TASK TO CARRY OUT — Only the lines from the top of the material through the line containing "use std::io::Read;" should be restated, each one exactly.

EXTRACTED MATERIAL —
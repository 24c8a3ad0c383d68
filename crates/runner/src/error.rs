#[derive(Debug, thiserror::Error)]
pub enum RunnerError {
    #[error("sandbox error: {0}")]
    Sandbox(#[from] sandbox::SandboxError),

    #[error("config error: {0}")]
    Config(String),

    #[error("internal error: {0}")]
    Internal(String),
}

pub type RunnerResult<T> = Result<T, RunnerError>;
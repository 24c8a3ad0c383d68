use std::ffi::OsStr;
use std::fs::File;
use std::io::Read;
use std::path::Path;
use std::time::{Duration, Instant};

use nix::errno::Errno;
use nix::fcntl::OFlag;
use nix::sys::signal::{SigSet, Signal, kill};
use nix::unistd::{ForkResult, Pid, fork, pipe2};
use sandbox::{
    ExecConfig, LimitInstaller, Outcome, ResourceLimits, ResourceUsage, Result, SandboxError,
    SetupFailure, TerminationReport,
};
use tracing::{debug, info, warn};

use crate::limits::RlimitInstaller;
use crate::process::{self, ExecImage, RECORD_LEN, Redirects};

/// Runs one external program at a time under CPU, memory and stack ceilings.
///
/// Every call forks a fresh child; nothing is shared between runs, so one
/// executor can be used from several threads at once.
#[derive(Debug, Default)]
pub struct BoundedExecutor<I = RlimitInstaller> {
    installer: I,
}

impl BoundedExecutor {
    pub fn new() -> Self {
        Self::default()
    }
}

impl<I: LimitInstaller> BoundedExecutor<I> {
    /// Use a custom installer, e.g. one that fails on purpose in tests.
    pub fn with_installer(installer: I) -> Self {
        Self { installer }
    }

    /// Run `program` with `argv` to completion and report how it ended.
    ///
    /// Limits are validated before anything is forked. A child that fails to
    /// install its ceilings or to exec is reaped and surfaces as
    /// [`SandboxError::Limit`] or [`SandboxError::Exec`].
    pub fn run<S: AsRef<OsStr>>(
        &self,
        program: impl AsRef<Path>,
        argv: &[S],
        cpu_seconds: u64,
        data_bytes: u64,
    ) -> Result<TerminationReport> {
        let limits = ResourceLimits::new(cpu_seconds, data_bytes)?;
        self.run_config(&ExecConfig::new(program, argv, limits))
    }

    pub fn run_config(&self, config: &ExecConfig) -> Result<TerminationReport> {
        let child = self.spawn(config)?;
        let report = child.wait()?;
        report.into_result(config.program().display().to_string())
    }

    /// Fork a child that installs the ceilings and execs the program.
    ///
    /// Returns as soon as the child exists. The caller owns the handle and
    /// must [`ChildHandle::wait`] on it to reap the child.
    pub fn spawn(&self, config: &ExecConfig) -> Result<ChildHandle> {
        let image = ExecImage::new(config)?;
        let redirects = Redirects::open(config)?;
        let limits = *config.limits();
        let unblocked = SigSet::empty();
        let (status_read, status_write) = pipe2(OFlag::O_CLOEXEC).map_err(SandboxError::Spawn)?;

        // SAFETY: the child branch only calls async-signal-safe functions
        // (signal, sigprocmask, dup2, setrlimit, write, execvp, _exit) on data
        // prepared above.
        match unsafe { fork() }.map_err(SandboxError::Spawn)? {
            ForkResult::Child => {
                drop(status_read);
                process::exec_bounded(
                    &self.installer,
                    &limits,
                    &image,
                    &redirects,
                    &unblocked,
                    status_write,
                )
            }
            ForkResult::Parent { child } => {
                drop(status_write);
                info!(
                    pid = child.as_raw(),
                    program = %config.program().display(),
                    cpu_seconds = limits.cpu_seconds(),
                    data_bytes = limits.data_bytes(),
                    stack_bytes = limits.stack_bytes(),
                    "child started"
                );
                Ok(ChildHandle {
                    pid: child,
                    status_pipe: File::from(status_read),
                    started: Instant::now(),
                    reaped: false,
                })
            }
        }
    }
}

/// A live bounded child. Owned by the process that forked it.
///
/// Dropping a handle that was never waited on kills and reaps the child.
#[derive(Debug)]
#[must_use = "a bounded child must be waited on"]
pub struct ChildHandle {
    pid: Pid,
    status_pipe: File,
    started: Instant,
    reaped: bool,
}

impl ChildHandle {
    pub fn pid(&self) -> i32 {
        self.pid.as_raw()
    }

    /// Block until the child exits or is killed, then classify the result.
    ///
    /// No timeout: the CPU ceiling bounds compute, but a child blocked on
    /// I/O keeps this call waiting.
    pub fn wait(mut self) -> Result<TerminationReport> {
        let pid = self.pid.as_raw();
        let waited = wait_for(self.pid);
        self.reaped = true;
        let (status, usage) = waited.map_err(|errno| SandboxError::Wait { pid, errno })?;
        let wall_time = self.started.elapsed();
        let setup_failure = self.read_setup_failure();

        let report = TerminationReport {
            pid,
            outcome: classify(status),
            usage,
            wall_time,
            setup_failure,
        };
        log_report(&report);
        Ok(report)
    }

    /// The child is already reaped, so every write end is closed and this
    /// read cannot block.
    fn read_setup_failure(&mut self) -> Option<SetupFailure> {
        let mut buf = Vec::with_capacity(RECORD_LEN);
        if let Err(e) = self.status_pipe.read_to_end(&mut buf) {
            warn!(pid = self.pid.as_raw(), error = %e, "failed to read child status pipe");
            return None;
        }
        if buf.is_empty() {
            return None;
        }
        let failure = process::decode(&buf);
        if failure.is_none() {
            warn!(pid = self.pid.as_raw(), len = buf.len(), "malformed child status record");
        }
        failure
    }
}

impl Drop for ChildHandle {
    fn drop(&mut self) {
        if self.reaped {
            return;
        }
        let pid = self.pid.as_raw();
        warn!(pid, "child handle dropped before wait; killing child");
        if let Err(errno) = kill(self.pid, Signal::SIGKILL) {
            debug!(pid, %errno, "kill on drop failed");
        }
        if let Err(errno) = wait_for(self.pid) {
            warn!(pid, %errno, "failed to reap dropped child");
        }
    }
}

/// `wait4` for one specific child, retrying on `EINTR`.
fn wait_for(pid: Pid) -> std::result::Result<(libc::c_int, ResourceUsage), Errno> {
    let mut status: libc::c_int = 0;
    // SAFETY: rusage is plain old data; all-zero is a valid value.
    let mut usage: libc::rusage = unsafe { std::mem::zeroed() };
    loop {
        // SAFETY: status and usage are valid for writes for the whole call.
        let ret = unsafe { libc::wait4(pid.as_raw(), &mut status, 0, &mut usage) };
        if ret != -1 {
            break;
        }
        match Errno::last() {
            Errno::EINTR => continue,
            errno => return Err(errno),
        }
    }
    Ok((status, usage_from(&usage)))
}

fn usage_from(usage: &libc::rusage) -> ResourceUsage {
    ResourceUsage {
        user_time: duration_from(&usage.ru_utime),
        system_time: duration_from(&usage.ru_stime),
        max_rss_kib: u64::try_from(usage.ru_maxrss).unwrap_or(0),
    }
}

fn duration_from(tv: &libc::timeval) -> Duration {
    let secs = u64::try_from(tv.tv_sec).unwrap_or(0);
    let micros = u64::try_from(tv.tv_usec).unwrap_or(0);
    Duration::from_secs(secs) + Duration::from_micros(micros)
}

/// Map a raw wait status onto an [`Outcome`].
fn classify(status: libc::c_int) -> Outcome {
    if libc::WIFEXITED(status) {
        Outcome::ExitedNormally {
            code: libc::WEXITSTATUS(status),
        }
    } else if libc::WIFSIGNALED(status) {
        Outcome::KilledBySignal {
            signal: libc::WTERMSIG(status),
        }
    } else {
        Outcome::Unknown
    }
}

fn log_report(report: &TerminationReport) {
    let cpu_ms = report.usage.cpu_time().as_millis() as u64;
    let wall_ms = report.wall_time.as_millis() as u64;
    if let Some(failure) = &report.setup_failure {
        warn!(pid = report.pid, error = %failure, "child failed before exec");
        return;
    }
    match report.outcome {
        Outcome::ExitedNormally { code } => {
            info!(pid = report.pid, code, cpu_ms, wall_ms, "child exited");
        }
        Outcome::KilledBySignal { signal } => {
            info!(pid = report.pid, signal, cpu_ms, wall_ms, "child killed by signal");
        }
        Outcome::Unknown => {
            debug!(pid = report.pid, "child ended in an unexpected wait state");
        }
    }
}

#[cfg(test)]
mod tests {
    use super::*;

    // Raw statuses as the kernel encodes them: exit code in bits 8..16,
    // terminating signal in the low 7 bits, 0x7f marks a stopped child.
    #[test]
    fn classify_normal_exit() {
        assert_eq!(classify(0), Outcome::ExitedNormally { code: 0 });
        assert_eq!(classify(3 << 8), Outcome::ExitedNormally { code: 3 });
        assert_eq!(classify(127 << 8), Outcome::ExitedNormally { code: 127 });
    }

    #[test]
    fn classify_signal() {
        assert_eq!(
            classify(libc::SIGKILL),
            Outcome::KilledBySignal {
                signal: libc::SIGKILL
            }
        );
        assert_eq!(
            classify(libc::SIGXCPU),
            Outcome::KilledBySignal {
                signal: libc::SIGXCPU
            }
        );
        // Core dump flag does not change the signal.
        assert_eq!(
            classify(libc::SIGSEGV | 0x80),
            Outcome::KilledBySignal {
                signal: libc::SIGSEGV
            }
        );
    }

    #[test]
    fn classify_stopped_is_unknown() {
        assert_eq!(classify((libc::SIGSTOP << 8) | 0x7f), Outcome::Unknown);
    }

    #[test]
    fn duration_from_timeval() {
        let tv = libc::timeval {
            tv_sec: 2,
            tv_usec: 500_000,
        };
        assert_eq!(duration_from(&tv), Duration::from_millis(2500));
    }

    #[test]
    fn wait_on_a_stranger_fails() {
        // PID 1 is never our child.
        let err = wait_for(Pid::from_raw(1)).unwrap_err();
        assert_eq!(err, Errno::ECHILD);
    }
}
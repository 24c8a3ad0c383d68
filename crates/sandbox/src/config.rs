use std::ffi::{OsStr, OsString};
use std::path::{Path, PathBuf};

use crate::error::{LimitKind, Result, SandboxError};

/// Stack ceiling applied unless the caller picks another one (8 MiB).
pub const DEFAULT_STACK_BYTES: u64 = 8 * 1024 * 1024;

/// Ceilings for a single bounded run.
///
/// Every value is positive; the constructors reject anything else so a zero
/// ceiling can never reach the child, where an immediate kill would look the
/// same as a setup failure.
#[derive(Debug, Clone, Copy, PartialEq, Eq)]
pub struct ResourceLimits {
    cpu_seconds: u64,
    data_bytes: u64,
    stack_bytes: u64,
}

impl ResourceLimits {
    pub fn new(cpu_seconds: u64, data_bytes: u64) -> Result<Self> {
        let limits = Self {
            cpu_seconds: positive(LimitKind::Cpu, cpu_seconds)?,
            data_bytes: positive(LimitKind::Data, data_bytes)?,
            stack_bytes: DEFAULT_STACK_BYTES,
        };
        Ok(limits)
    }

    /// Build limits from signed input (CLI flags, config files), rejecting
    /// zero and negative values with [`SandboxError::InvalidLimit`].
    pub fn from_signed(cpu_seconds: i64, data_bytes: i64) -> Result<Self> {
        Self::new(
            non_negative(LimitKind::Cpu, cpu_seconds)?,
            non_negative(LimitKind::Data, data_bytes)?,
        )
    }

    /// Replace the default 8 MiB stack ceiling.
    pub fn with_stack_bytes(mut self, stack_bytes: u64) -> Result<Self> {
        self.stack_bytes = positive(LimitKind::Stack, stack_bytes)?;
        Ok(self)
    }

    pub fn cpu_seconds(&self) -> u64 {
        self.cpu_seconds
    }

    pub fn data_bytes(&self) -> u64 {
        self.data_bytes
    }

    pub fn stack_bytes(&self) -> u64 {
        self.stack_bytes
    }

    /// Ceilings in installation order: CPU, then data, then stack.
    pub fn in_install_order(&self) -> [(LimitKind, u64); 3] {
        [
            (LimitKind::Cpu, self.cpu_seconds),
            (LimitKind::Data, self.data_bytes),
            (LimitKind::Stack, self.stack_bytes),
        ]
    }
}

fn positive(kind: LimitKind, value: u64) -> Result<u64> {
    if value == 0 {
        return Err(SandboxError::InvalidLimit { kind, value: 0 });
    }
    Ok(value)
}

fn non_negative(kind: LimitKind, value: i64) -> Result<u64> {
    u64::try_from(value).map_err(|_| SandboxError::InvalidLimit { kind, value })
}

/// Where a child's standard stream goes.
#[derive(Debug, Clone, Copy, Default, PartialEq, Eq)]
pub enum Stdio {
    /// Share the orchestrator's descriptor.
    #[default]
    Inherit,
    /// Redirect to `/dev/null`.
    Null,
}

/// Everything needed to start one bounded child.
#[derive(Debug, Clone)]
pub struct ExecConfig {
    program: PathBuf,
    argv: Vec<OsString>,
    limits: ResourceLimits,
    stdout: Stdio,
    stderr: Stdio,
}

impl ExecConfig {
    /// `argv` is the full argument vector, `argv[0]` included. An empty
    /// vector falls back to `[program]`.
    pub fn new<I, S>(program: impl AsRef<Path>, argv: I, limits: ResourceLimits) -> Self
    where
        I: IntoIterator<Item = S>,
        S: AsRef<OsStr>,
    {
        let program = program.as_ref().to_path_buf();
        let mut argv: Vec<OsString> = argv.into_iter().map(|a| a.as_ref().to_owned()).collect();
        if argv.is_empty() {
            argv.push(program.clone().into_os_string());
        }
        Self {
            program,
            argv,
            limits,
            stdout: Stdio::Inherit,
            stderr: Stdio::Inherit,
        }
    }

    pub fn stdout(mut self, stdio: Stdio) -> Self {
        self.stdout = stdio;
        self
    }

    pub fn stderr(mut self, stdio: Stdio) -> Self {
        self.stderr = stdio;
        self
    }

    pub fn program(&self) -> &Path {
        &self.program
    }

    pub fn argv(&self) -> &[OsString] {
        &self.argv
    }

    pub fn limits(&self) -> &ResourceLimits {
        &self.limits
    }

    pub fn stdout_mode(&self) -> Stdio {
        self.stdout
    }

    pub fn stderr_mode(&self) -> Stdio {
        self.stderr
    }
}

SOLUTION BELOW —
repository 24c8a3ad0c383d68
filename crates/runner/src/error.rs
#[derive(Debug, thiserror::Error)]
pub enum RunnerError {
    #[error("sandbox error: {0}")]
    Sandbox(#[from] sandbox::SandboxError),

    #[error("config error: {0}")]
    Config(String),

    #[error("internal error: {0}")]
    Internal(String),
}

pub type RunnerResult<T> = Result<T, RunnerError>;
repository 24c8a3ad0c383d68
use std::ffi::OsStr;
use std::fs::File;
use std::io::Read;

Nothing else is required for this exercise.